[Excerpted records Boundary: Start]

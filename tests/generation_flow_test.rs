// ABOUTME: Integration tests for the survey generation flow state machine
// ABOUTME: Confirmation gate, timeout handling, and retry transitions
//
// SPDX-License-Identifier: MIT OR Apache-2.0
// Copyright (c) 2025 Athletica

#![allow(clippy::unwrap_used, clippy::expect_used)]

use std::sync::atomic::{AtomicBool, Ordering};
use std::sync::Arc;
use std::time::Duration;

use athletica::client::{
    run_with_timeout, GenerationEvent, GenerationFlow, GenerationState, WaitOutcome,
};

#[test]
fn test_submit_without_active_plan_goes_straight_to_generating() {
    let mut flow = GenerationFlow::new();
    assert!(flow.on_event(GenerationEvent::Submit));
    assert_eq!(flow.state(), &GenerationState::CheckingActivePlan);
    assert!(flow.on_event(GenerationEvent::NoActivePlan));
    assert_eq!(flow.state(), &GenerationState::Generating);
}

#[test]
fn test_cancel_keeps_existing_plan_untouched() {
    let mut flow = GenerationFlow::new();
    flow.on_event(GenerationEvent::Submit);
    flow.on_event(GenerationEvent::ActivePlanFound);
    assert_eq!(flow.state(), &GenerationState::AwaitingConfirmation);

    // Cancelling never reaches Generating, so no write can have happened.
    assert!(flow.on_event(GenerationEvent::CancelReplace));
    assert_eq!(flow.state(), &GenerationState::Idle);
}

#[test]
fn test_confirm_proceeds_to_generating() {
    let mut flow = GenerationFlow::new();
    flow.on_event(GenerationEvent::Submit);
    flow.on_event(GenerationEvent::ActivePlanFound);
    assert!(flow.on_event(GenerationEvent::ConfirmReplace));
    assert_eq!(flow.state(), &GenerationState::Generating);
}

#[test]
fn test_success_returns_to_idle() {
    let mut flow = GenerationFlow::new();
    flow.on_event(GenerationEvent::Submit);
    flow.on_event(GenerationEvent::NoActivePlan);
    assert!(flow.on_event(GenerationEvent::Succeeded));
    assert_eq!(flow.state(), &GenerationState::Idle);
}

#[test]
fn test_failure_carries_message_and_allows_retry() {
    let mut flow = GenerationFlow::new();
    flow.on_event(GenerationEvent::Submit);
    flow.on_event(GenerationEvent::NoActivePlan);
    flow.on_event(GenerationEvent::Failed("AI service unavailable".into()));
    assert_eq!(
        flow.state(),
        &GenerationState::Error("AI service unavailable".into())
    );

    assert!(flow.on_event(GenerationEvent::Retry));
    assert_eq!(flow.state(), &GenerationState::Generating);
}

#[test]
fn test_late_success_after_timeout_is_ignored() {
    let mut flow = GenerationFlow::new();
    flow.on_event(GenerationEvent::Submit);
    flow.on_event(GenerationEvent::NoActivePlan);
    flow.on_event(GenerationEvent::TimedOut);
    assert_eq!(flow.state(), &GenerationState::Timeout);

    // The request eventually succeeded server-side; the displayed state
    // must not change underneath the user.
    assert!(!flow.on_event(GenerationEvent::Succeeded));
    assert_eq!(flow.state(), &GenerationState::Timeout);

    assert!(flow.on_event(GenerationEvent::Close));
    assert_eq!(flow.state(), &GenerationState::Idle);
}

#[test]
fn test_events_out_of_context_are_ignored() {
    let mut flow = GenerationFlow::new();
    assert!(!flow.on_event(GenerationEvent::ConfirmReplace));
    assert!(!flow.on_event(GenerationEvent::Succeeded));
    assert_eq!(flow.state(), &GenerationState::Idle);
}

#[tokio::test]
async fn test_driver_maps_success() {
    let outcome = run_with_timeout(Duration::from_secs(1), async { Ok(()) }).await;
    assert_eq!(outcome.event(), GenerationEvent::Succeeded);
}

#[tokio::test]
async fn test_driver_maps_failure() {
    let outcome =
        run_with_timeout(Duration::from_secs(1), async { Err("boom".to_owned()) }).await;
    assert_eq!(outcome.event(), GenerationEvent::Failed("boom".into()));
}

#[tokio::test(start_paused = true)]
async fn test_driver_times_out_slow_requests() {
    let slow = async {
        tokio::time::sleep(Duration::from_secs(120)).await;
        Ok(())
    };
    let outcome = run_with_timeout(Duration::from_secs(60), slow).await;
    assert_eq!(outcome.event(), GenerationEvent::TimedOut);
}

#[tokio::test(start_paused = true)]
async fn test_driver_does_not_cancel_the_request_on_timeout() {
    let finished = Arc::new(AtomicBool::new(false));
    let flag = finished.clone();
    let slow = async move {
        tokio::time::sleep(Duration::from_secs(120)).await;
        flag.store(true, Ordering::SeqCst);
        Ok(())
    };

    let outcome = run_with_timeout(Duration::from_secs(60), slow).await;
    let WaitOutcome::TimedOut(pending) = outcome else {
        panic!("expected the wait bound to elapse");
    };
    assert!(!finished.load(Ordering::SeqCst));

    let mut flow = GenerationFlow::new();
    flow.on_event(GenerationEvent::Submit);
    flow.on_event(GenerationEvent::NoActivePlan);
    flow.on_event(GenerationEvent::TimedOut);
    assert_eq!(flow.state(), &GenerationState::Timeout);

    // The detached request ran to completion after the timeout was shown;
    // its late success reaches the flow and changes nothing.
    let late = pending.late_event().await;
    assert!(finished.load(Ordering::SeqCst));
    assert_eq!(late, GenerationEvent::Succeeded);
    assert!(!flow.on_event(late));
    assert_eq!(flow.state(), &GenerationState::Timeout);
}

[Excerpted records Boundary: End]

# [Assigned task]
Produce the records once again, exactly as they stand above.

# [Task response]
filename tests/generation_flow_test.rs
// ABOUTME: Integration tests for the survey generation flow state machine
// ABOUTME: Confirmation gate, timeout handling, and retry transitions
//
// SPDX-License-Identifier: MIT OR Apache-2.0
// Copyright (c) 2025 Athletica

#![allow(clippy::unwrap_used, clippy::expect_used)]

use std::sync::atomic::{AtomicBool, Ordering};
use std::sync::Arc;
use std::time::Duration;

use athletica::client::{
    run_with_timeout, GenerationEvent, GenerationFlow, GenerationState, WaitOutcome,
};

#[test]
fn test_submit_without_active_plan_goes_straight_to_generating() {
    let mut flow = GenerationFlow::new();
    assert!(flow.on_event(GenerationEvent::Submit));
    assert_eq!(flow.state(), &GenerationState::CheckingActivePlan);
    assert!(flow.on_event(GenerationEvent::NoActivePlan));
    assert_eq!(flow.state(), &GenerationState::Generating);
}

#[test]
fn test_cancel_keeps_existing_plan_untouched() {
    let mut flow = GenerationFlow::new();
    flow.on_event(GenerationEvent::Submit);
    flow.on_event(GenerationEvent::ActivePlanFound);
    assert_eq!(flow.state(), &GenerationState::AwaitingConfirmation);

    // Cancelling never reaches Generating, so no write can have happened.
    assert!(flow.on_event(GenerationEvent::CancelReplace));
    assert_eq!(flow.state(), &GenerationState::Idle);
}

#[test]
fn test_confirm_proceeds_to_generating() {
    let mut flow = GenerationFlow::new();
    flow.on_event(GenerationEvent::Submit);
    flow.on_event(GenerationEvent::ActivePlanFound);
    assert!(flow.on_event(GenerationEvent::ConfirmReplace));
    assert_eq!(flow.state(), &GenerationState::Generating);
}

#[test]
fn test_success_returns_to_idle() {
    let mut flow = GenerationFlow::new();
    flow.on_event(GenerationEvent::Submit);
    flow.on_event(GenerationEvent::NoActivePlan);
    assert!(flow.on_event(GenerationEvent::Succeeded));
    assert_eq!(flow.state(), &GenerationState::Idle);
}

#[test]
fn test_failure_carries_message_and_allows_retry() {
    let mut flow = GenerationFlow::new();
    flow.on_event(GenerationEvent::Submit);
    flow.on_event(GenerationEvent::NoActivePlan);
    flow.on_event(GenerationEvent::Failed("AI service unavailable".into()));
    assert_eq!(
        flow.state(),
        &GenerationState::Error("AI service unavailable".into())
    );

    assert!(flow.on_event(GenerationEvent::Retry));
    assert_eq!(flow.state(), &GenerationState::Generating);
}

#[test]
fn test_late_success_after_timeout_is_ignored() {
    let mut flow = GenerationFlow::new();
    flow.on_event(GenerationEvent::Submit);
    flow.on_event(GenerationEvent::NoActivePlan);
    flow.on_event(GenerationEvent::TimedOut);
    assert_eq!(flow.state(), &GenerationState::Timeout);

    // The request eventually succeeded server-side; the displayed state
    // must not change underneath the user.
    assert!(!flow.on_event(GenerationEvent::Succeeded));
    assert_eq!(flow.state(), &GenerationState::Timeout);

    assert!(flow.on_event(GenerationEvent::Close));
    assert_eq!(flow.state(), &GenerationState::Idle);
}

#[test]
fn test_events_out_of_context_are_ignored() {
    let mut flow = GenerationFlow::new();
    assert!(!flow.on_event(GenerationEvent::ConfirmReplace));
    assert!(!flow.on_event(GenerationEvent::Succeeded));
    assert_eq!(flow.state(), &GenerationState::Idle);
}

#[tokio::test]
async fn test_driver_maps_success() {
    let outcome = run_with_timeout(Duration::from_secs(1), async { Ok(()) }).await;
    assert_eq!(outcome.event(), GenerationEvent::Succeeded);
}

#[tokio::test]
async fn test_driver_maps_failure() {
    let outcome =
        run_with_timeout(Duration::from_secs(1), async { Err("boom".to_owned()) }).await;
    assert_eq!(outcome.event(), GenerationEvent::Failed("boom".into()));
}

#[tokio::test(start_paused = true)]
async fn test_driver_times_out_slow_requests() {
    let slow = async {
        tokio::time::sleep(Duration::from_secs(120)).await;
        Ok(())
    };
    let outcome = run_with_timeout(Duration::from_secs(60), slow).await;
    assert_eq!(outcome.event(), GenerationEvent::TimedOut);
}

#[tokio::test(start_paused = true)]
async fn test_driver_does_not_cancel_the_request_on_timeout() {
    let finished = Arc::new(AtomicBool::new(false));
    let flag = finished.clone();
    let slow = async move {
        tokio::time::sleep(Duration::from_secs(120)).await;
        flag.store(true, Ordering::SeqCst);
        Ok(())
    };

    let outcome = run_with_timeout(Duration::from_secs(60), slow).await;
    let WaitOutcome::TimedOut(pending) = outcome else {
        panic!("expected the wait bound to elapse");
    };
    assert!(!finished.load(Ordering::SeqCst));

    let mut flow = GenerationFlow::new();
    flow.on_event(GenerationEvent::Submit);
    flow.on_event(GenerationEvent::NoActivePlan);
    flow.on_event(GenerationEvent::TimedOut);
    assert_eq!(flow.state(), &GenerationState::Timeout);

    // The detached request ran to completion after the timeout was shown;
    // its late success reaches the flow and changes nothing.
    let late = pending.late_event().await;
    assert!(finished.load(Ordering::SeqCst));
    assert_eq!(late, GenerationEvent::Succeeded);
    assert!(!flow.on_event(late));
    assert_eq!(flow.state(), &GenerationState::Timeout);
}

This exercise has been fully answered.